Another ethical issue is whether the use of pharmacogenetic testing constitutes a reasonable allocation of scarce resources and whether it will widen the disparities in access to health care. In order to support the clinical utility of widespread pharmacogenetic testing, cost savings, such as the avoidance of adverse reactions and hospitalizations through the identification of genetic variants, should be demonstrated . Due to the additional cost and potential reimbursement issues, pharmacogenetic testing may end up being unequally available to those with the means to pay for the services. In addition, drug companies may cease developing drugs to treat conditions that affect a small number of patients (as identified through genetic markers) .
There has also been debate as to whether pharmacogenetic testing should be performed on newborns, infants, and children. While newborn screening has become commonplace, genetic tests in children have not. The rationale for genetic testing should be clearly defined so patients and guardians are able to make informed consent . If there is a therapeutic intent behind the use of pharmacogenetic testing in infants and children, the test may be used, but a discussion should occur about the broader implications (e.g., how to proceed with secondary or ancillary findings) .
The confidentiality of stored genetic information is also a concern.
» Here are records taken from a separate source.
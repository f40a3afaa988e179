use serde::{Deserialize, Serialize};

/// A single motorcycle parking space as shown on the map.
///
/// Coordinates are always finite; use [`ParkingPoint::new`] to build one from
/// untrusted values.
#[derive(Debug, Clone, PartialEq, Serialize, Deserialize)]
pub struct ParkingPoint {
    pub name: String,
    pub latitude: f64,
    pub longitude: f64,
}

impl ParkingPoint {
    /// Returns `None` unless both coordinates are finite.
    #[must_use]
    pub fn new(name: impl Into<String>, latitude: f64, longitude: f64) -> Option<Self> {
        if !latitude.is_finite() || !longitude.is_finite() {
            return None;
        }
        Some(Self {
            name: name.into(),
            latitude,
            longitude,
        })
    }

    /// `(latitude, longitude)`, the order map libraries expect.
    #[must_use]
    pub fn position(&self) -> (f64, f64) {
        (self.latitude, self.longitude)
    }

    /// Six-decimal coordinate label used in popups.
    #[must_use]
    pub fn coordinate_label(&self) -> String {
        format!("{:.6}, {:.6}", self.latitude, self.longitude)
    }

    /// Case-insensitive substring match on the name. An empty term matches everything.
    #[must_use]
    pub fn matches_name(&self, term: &str) -> bool {
        let term = term.trim();
        term.is_empty() || self.name.to_lowercase().contains(&term.to_lowercase())
    }

    /// Great-circle distance in metres from `(latitude, longitude)` (haversine).
    #[must_use]
    pub fn distance_m(&self, latitude: f64, longitude: f64) -> f64 {
        const EARTH_RADIUS_M: f64 = 6_371_008.8;
        let (phi1, phi2) = (self.latitude.to_radians(), latitude.to_radians());
        let d_phi = (latitude - self.latitude).to_radians();
        let d_lambda = (longitude - self.longitude).to_radians();
        let a = (d_phi / 2.0).sin().powi(2)
            + phi1.cos() * phi2.cos() * (d_lambda / 2.0).sin().powi(2);
        2.0 * EARTH_RADIUS_M * a.sqrt().asin()
    }
}
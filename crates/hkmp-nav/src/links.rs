//! Deep-link and web-fallback URIs for each map provider.
//!
//! The URI shapes are fixed by the external apps; do not reformat them.

use std::collections::BTreeMap;

use hkmp_core::{AppConfig, ParkingPoint};
use percent_encoding::{utf8_percent_encode, AsciiSet, NON_ALPHANUMERIC};
use serde::Serialize;

use crate::device::DeviceClass;
use crate::provider::ProviderId;

/// Characters left alone by JavaScript's `encodeURIComponent`.
const URI_COMPONENT: &AsciiSet = &NON_ALPHANUMERIC
    .remove(b'-')
    .remove(b'_')
    .remove(b'.')
    .remove(b'!')
    .remove(b'~')
    .remove(b'*')
    .remove(b'\'')
    .remove(b'(')
    .remove(b')');

#[derive(Debug, Clone, PartialEq, Eq, Serialize)]
pub struct NavigationTarget {
    pub provider: ProviderId,
    pub app_uri: String,
    pub web_uri: String,
    pub display_name: String,
}

#[derive(Debug, Clone, PartialEq, Eq)]
pub struct LinkResolver {
    /// `sourceApplication` reported to AMap.
    pub amap_source_application: String,
    /// `src` reported to Baidu Map.
    pub baidu_src: String,
}

impl Default for LinkResolver {
    fn default() -> Self {
        Self {
            amap_source_application: "hkmp".to_owned(),
            baidu_src: "webapp.baidu.openAPIdemo".to_owned(),
        }
    }
}

impl LinkResolver {
    #[must_use]
    pub fn from_config(config: &AppConfig) -> Self {
        Self {
            amap_source_application: config.amap_source_app.clone(),
            baidu_src: config.baidu_src.clone(),
        }
    }

    /// Builds one target per provider. Pure: no I/O, no shared state.
    #[must_use]
    pub fn build_targets(
        &self,
        point: &ParkingPoint,
        display_name: &str,
        device: DeviceClass,
    ) -> BTreeMap<ProviderId, NavigationTarget> {
        ProviderId::ALL
            .into_iter()
            .map(|provider| (provider, self.build_target(provider, point, display_name, device)))
            .collect()
    }

    #[must_use]
    pub fn build_target(
        &self,
        provider: ProviderId,
        point: &ParkingPoint,
        display_name: &str,
        device: DeviceClass,
    ) -> NavigationTarget {
        let lat = point.latitude;
        let lng = point.longitude;
        let name = utf8_percent_encode(display_name, URI_COMPONENT).to_string();

        let (app_uri, web_uri) = match provider {
            ProviderId::Waze => (
                format!("waze://?ll={lat},{lng}&navigate=no"),
                format!("https://waze.com/ul?ll={lat},{lng}&navigate=no&z=17"),
            ),
            ProviderId::GoogleMaps => {
                let app = if device == DeviceClass::Ios {
                    format!("comgooglemaps://?center={lat},{lng}&zoom=14&views=traffic")
                } else {
                    format!("geo:<{lat},{lng}>?q={lat},{lng}({name})")
                };
                (app, format!("https://maps.google.com/maps?q={lat},{lng}"))
            }
            ProviderId::AppleMaps => (
                format!("maps://?q={lat},{lng}"),
                format!("https://maps.apple.com/?q={lat},{lng}"),
            ),
            ProviderId::AMap => {
                let scheme = if device == DeviceClass::Android {
                    "androidamap"
                } else {
                    "iosamap"
                };
                let source = utf8_percent_encode(&self.amap_source_application, URI_COMPONENT);
                (
                    format!(
                        "{scheme}://viewMap?sourceApplication={source}&poiname={name}&lat={lat}&lon={lng}&dev=0"
                    ),
                    format!(
                        "https://uri.amap.com/marker?position={lng},{lat},{name}&coordinate=wgs84&callnative=1"
                    ),
                )
            }
            ProviderId::BaiduMap => {
                let src = utf8_percent_encode(&self.baidu_src, URI_COMPONENT);
                (
                    format!(
                        "baidumap://map/marker?location={lat},{lng}&title={name}&content={name}&coord_type=wgs84&src={src}"
                    ),
                    format!(
                        "https://api.map.baidu.com/marker?location={lat},{lng}&title={name}&content={name}&coord_type=wgs84&output=html&src={src}"
                    ),
                )
            }
            ProviderId::GenericGeoUri => (
                geo_uri(lat, lng, &name),
                format!("https://www.openstreetmap.org/?mlat={lat}&mlon={lng}#map=17/{lat}/{lng}"),
            ),
        };

        NavigationTarget {
            provider,
            app_uri,
            web_uri,
            display_name: display_name.to_owned(),
        }
    }
}

/// RFC 5870 `geo:` URI with a labelled query.
fn geo_uri(lat: f64, lng: f64, encoded_name: &str) -> String {
    format!("geo:{lat},{lng}?q={lat},{lng}({encoded_name})")
}

/// [`LinkResolver::build_targets`] with default source identifiers.
#[must_use]
pub fn build_targets(
    point: &ParkingPoint,
    display_name: &str,
    device: DeviceClass,
) -> BTreeMap<ProviderId, NavigationTarget> {
    LinkResolver::default().build_targets(point, display_name, device)
}
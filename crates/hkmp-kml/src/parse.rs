//! KML placemark extraction.
//!
//! Every `<Placemark>` is one record. Names fall back to `停車位 {n}` where `n`
//! is the 1-based position among all placemarks, skipped ones included.
//! KML stores `longitude,latitude[,altitude]`; points come out as
//! latitude/longitude.

use hkmp_core::ParkingPoint;
use quick_xml::events::Event;
use quick_xml::Reader;

use crate::error::KmlError;

#[derive(Debug, Clone, Copy, PartialEq, Eq)]
enum Field {
    Name,
    Coordinates,
}

impl Field {
    fn tag(self) -> &'static [u8] {
        match self {
            Field::Name => b"name",
            Field::Coordinates => b"coordinates",
        }
    }
}

/// Text collected for the placemark currently being read. `None` means the
/// element has not been seen yet; only the first occurrence counts.
#[derive(Debug, Default)]
struct Placemark {
    name: Option<String>,
    coordinates: Option<String>,
}

impl Placemark {
    fn buffer(&mut self, field: Field) -> &mut Option<String> {
        match field {
            Field::Name => &mut self.name,
            Field::Coordinates => &mut self.coordinates,
        }
    }

    fn into_point(self, index: usize) -> Option<ParkingPoint> {
        let name = self
            .name
            .map(|n| n.trim().to_owned())
            .filter(|n| !n.is_empty())
            .unwrap_or_else(|| default_name(index));

        let Some(text) = self.coordinates else {
            tracing::debug!(index, name = %name, "placemark has no coordinates; skipping");
            return None;
        };

        let Some((latitude, longitude)) = parse_coordinates(&text) else {
            tracing::debug!(index, name = %name, coordinates = %text, "invalid coordinates; skipping");
            return None;
        };

        ParkingPoint::new(name, latitude, longitude)
    }
}

/// Generated label for a placemark without a usable name.
#[must_use]
pub fn default_name(index: usize) -> String {
    format!("停車位 {index}")
}

/// Parses KML `coordinates` text into `(latitude, longitude)`.
///
/// Only the first whitespace-separated tuple is read, and only its first two
/// values; altitude and further tuples are ignored. Whitespace next to a comma
/// stays inside the tuple.
fn parse_coordinates(text: &str) -> Option<(f64, f64)> {
    let tuple = first_tuple(text);
    let mut values = tuple.split(',');
    let longitude = values.next()?.trim().parse::<f64>().ok()?;
    let latitude = values.next()?.trim().parse::<f64>().ok()?;
    (longitude.is_finite() && latitude.is_finite()).then_some((latitude, longitude))
}

fn first_tuple(text: &str) -> String {
    let mut tokens = text.split_whitespace().peekable();
    let mut tuple = String::new();
    while let Some(token) = tokens.next() {
        tuple.push_str(token);
        let joined = tuple.ends_with(',') || tokens.peek().is_some_and(|t| t.starts_with(','));
        if !joined {
            break;
        }
    }
    tuple
}

/// Parse a KML document into parking points, in document order.
///
/// # Errors
///
/// Returns [`KmlError::Xml`] if the document is not well-formed XML.
/// Individual malformed placemarks are skipped, not reported.
pub fn parse_kml(xml: &str) -> Result<Vec<ParkingPoint>, KmlError> {
    let mut reader = Reader::from_str(xml);
    reader.config_mut().trim_text(true);

    let mut points = Vec::new();
    let mut index = 0usize;
    let mut current: Option<Placemark> = None;
    let mut capture: Option<Field> = None;

    loop {
        match reader.read_event()? {
            Event::Start(e) => {
                let local = e.local_name();
                match local.as_ref() {
                    b"Placemark" => {
                        index += 1;
                        current = Some(Placemark::default());
                        capture = None;
                    }
                    tag if capture.is_none() => {
                        if let Some(field) = field_for(tag) {
                            if let Some(placemark) = current.as_mut() {
                                let buffer = placemark.buffer(field);
                                if buffer.is_none() {
                                    *buffer = Some(String::new());
                                    capture = Some(field);
                                }
                            }
                        }
                    }
                    _ => {}
                }
            }
            Event::Empty(e) => {
                let local = e.local_name();
                match local.as_ref() {
                    b"Placemark" => {
                        index += 1;
                        tracing::debug!(index, "empty placemark; skipping");
                    }
                    tag if capture.is_none() => {
                        if let (Some(field), Some(placemark)) = (field_for(tag), current.as_mut()) {
                            placemark.buffer(field).get_or_insert_with(String::new);
                        }
                    }
                    _ => {}
                }
            }
            Event::Text(e) => {
                if let (Some(field), Some(placemark)) = (capture, current.as_mut()) {
                    let text = e.unescape()?;
                    if let Some(buffer) = placemark.buffer(field) {
                        buffer.push_str(&text);
                    }
                }
            }
            Event::CData(e) => {
                if let (Some(field), Some(placemark)) = (capture, current.as_mut()) {
                    let text = String::from_utf8_lossy(e.as_ref());
                    if let Some(buffer) = placemark.buffer(field) {
                        buffer.push_str(&text);
                    }
                }
            }
            Event::End(e) => {
                let local = e.local_name();
                let tag = local.as_ref();
                if capture.is_some_and(|field| field.tag() == tag) {
                    capture = None;
                } else if tag == b"Placemark" {
                    if let Some(placemark) = current.take() {
                        points.extend(placemark.into_point(index));
                    }
                    capture = None;
                }
            }
            Event::Eof => break,
            _ => {}
        }
    }

    tracing::debug!(placemarks = index, points = points.len(), "parsed KML document");
    Ok(points)
}

fn field_for(tag: &[u8]) -> Option<Field> {
    match tag {
        b"name" => Some(Field::Name),
        b"coordinates" => Some(Field::Coordinates),
        _ => None,
    }
}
There is a risk that insurance providers and/or employers may gain access to test results, violating patient confidentiality. However, the United States is in the process of developing laws to prevent discrimination based on genetic makeup .
Although ethical and scientific concerns remain regarding this relatively new genetic technology, pharmacogenetic testing is undergoing substantial growth and may allow researchers and clinicians to engage in gene profiling in order to better predict patients' response to pharmacotherapy. This could ultimately result in the development of safer and more effective drug therapies and/or treatment protocols. The application of pharmacogenetic testing is becoming a reality for a variety of clinical conditions, and the subsequent drug developments may foster the widespread adoption of pharmacogenetic testing as a valid diagnostic and prescriptive tool in health care . Some areas of pharmacogenetic testing have yet to be fully examined. However, to date it has helped to shape clinical guidelines and has the potential to provide greater insight for healthcare providers when it comes to effectively treating patients.